#### INPUT RECORDS
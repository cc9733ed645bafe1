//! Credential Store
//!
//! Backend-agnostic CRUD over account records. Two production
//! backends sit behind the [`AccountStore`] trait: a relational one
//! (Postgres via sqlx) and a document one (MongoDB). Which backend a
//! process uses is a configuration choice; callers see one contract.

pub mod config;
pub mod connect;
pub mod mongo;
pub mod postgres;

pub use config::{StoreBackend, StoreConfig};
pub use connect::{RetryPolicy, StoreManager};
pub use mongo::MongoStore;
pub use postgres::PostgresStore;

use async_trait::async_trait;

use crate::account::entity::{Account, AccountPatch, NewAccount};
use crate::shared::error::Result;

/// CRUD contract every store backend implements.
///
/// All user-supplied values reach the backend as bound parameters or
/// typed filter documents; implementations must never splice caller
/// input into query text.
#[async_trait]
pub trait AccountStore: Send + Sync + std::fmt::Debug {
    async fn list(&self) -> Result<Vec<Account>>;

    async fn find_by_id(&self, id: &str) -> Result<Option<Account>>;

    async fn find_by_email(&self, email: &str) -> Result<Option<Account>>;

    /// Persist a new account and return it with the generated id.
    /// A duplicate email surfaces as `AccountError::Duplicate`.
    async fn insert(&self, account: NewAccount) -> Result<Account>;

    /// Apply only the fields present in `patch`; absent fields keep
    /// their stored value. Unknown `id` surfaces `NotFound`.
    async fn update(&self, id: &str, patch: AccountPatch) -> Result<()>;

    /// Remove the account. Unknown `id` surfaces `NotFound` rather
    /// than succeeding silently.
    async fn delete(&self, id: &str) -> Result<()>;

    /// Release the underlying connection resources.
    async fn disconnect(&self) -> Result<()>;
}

#### TRY IT
What are the exact lines from the beginning of the material through the line containing "pub mod connect;"? Write out those lines alone.

#### SOLUTION
repository cc9733ed645bafe1
//! Credential Store
//!
//! Backend-agnostic CRUD over account records. Two production
//! backends sit behind the [`AccountStore`] trait: a relational one
//! (Postgres via sqlx) and a document one (MongoDB). Which backend a
//! process uses is a configuration choice; callers see one contract.

pub mod config;
pub mod connect;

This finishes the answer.